After the United Nations partitioned the Palestine Mandate giving 55% to the proposed Jewish state, Israel declared independence, the large-scale expulsions of Palestinians began and almost immediately violence broke out, long before the armies of neighboring Arab states became involved. This was the onset of the Nakba.
The Nakba has continued from 1948 through today in the form of Israel’s ongoing theft of Palestinian land for settlements and for Jewish communities
inside Israel, its destruction of Palestinian homes and agricultural land, revocation of residency rights , deportations, periodic brutal military assaults that result in mass civilian casualties, and the denial of the internationally-recognized legal right of return of millions of stateless Palestinian refugees.

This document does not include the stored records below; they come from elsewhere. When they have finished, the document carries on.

use pipeline_core::{Impact, Relevance, SentimentResult, TickerImpact};

use crate::TickerExtractor;

/// Per-article ticker impact bundle produced by the impact resolver
#[derive(Debug, Clone, PartialEq)]
pub struct TickerImpactBundle {
    pub tickers: Vec<TickerImpact>,
    pub count: usize,
    pub has_tickers: bool,
    /// First high-relevance ticker in extraction order
    pub primary_ticker: Option<String>,
    pub affected_positively: Vec<String>,
    pub affected_negatively: Vec<String>,
}

/// Combine ticker extraction with an article's sentiment. Pure: the output
/// depends only on the inputs. Absent sentiment marks every ticker with an
/// unknown impact, which keeps it out of both affected lists.
pub fn resolve_impacts(
    extractor: &TickerExtractor,
    title: &str,
    description: &str,
    sentiment: Option<&SentimentResult>,
) -> TickerImpactBundle {
    let tickers = extractor.tickers_with_impact(title, description, sentiment.map(|s| s.label));

    let primary_ticker = tickers
        .iter()
        .find(|t| t.relevance == Relevance::High)
        .map(|t| t.ticker.clone());

    let affected_positively = tickers
        .iter()
        .filter(|t| t.impact == Impact::Positive)
        .map(|t| t.ticker.clone())
        .collect();

    let affected_negatively = tickers
        .iter()
        .filter(|t| t.impact == Impact::Negative)
        .map(|t| t.ticker.clone())
        .collect();

    TickerImpactBundle {
        count: tickers.len(),
        has_tickers: !tickers.is_empty(),
        primary_ticker,
        affected_positively,
        affected_negatively,
        tickers,
    }
}

#[cfg(test)]
mod tests {
    use super::*;
    use pipeline_core::{SentimentLabel, SentimentScore, SentimentThresholds, Signal};

    fn sentiment(label: SentimentLabel, confidence: f64) -> SentimentResult {
        SentimentResult::from_score(
            SentimentScore { label, confidence },
            &SentimentThresholds::default(),
        )
    }

    #[test]
    fn primary_ticker_is_first_high_in_extraction_order() {
        let extractor = TickerExtractor::new();
        let bundle = resolve_impacts(
            &extractor,
            "Microsoft and Apple report earnings",
            "",
            Some(&sentiment(SentimentLabel::Positive, 0.8)),
        );

        // Lexicon order within the title: apple precedes microsoft in the
        // table, so AAPL is extracted first and wins the tie.
        assert_eq!(bundle.primary_ticker.as_deref(), Some("AAPL"));
        assert_eq!(bundle.count, 2);
        assert!(bundle.has_tickers);
    }

    #[test]
    fn negative_sentiment_fills_affected_negatively() {
        let extractor = TickerExtractor::new();
        let bundle = resolve_impacts(
            &extractor,
            "Tesla misses delivery targets",
            "Ford announced similar struggles",
            Some(&sentiment(SentimentLabel::Negative, 0.9)),
        );

        assert_eq!(bundle.primary_ticker.as_deref(), Some("TSLA"));
        assert_eq!(bundle.affected_negatively, vec!["TSLA", "F"]);
        assert!(bundle.affected_positively.is_empty());
        assert_eq!(bundle.tickers[1].relevance, Relevance::Medium);
    }

    #[test]
    fn absent_sentiment_is_unknown_and_excluded_from_affected_lists() {
        let extractor = TickerExtractor::new();
        let bundle = resolve_impacts(&extractor, "Apple event scheduled", "", None);

        assert_eq!(bundle.tickers[0].impact, Impact::Unknown);
        assert!(bundle.affected_positively.is_empty());
        assert!(bundle.affected_negatively.is_empty());
    }

    #[test]
    fn neutral_sentiment_excluded_from_affected_lists() {
        let extractor = TickerExtractor::new();
        let bundle = resolve_impacts(
            &extractor,
            "Apple holds shareholder meeting",
            "",
            Some(&sentiment(SentimentLabel::Neutral, 0.9)),
        );

        assert_eq!(bundle.tickers[0].impact, Impact::Neutral);
        assert!(bundle.affected_positively.is_empty());
        assert!(bundle.affected_negatively.is_empty());
    }

    #[test]
    fn no_tickers_yields_empty_bundle() {
        let extractor = TickerExtractor::new();
        let bundle = resolve_impacts(
            &extractor,
            "Treasury yields climb",
            "",
            Some(&sentiment(SentimentLabel::Positive, 0.8)),
        );

        assert!(!bundle.has_tickers);
        assert_eq!(bundle.count, 0);
        assert!(bundle.primary_ticker.is_none());
    }

    #[test]
    fn description_only_ticker_is_not_primary() {
        let extractor = TickerExtractor::new();
        let bundle = resolve_impacts(
            &extractor,
            "Sector outlook improves",
            "Analysts flagged Nvidia as a beneficiary",
            Some(&sentiment(SentimentLabel::Positive, 0.8)),
        );

        assert_eq!(bundle.count, 1);
        assert!(bundle.primary_ticker.is_none());
    }
}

On May 7 I spoke with Jonathan Ofir, Israeli musician, conductor, blogger and writer,
Jonathan talked about Tantura, a recent documentary that chronicles the 1948 massacre of Palestinian civilians in the village of Tantura during the Nakba. More than 50 years after the massacre a firestorm erupted among Israelis following media exposure of the Master’s thesis that lies at the core of this story. Jonathan grew up with Teddy Katz, the academic whose career was sabotaged over his Master’s thesis. Tantura is currently included in the 2022 Sundance Film festival.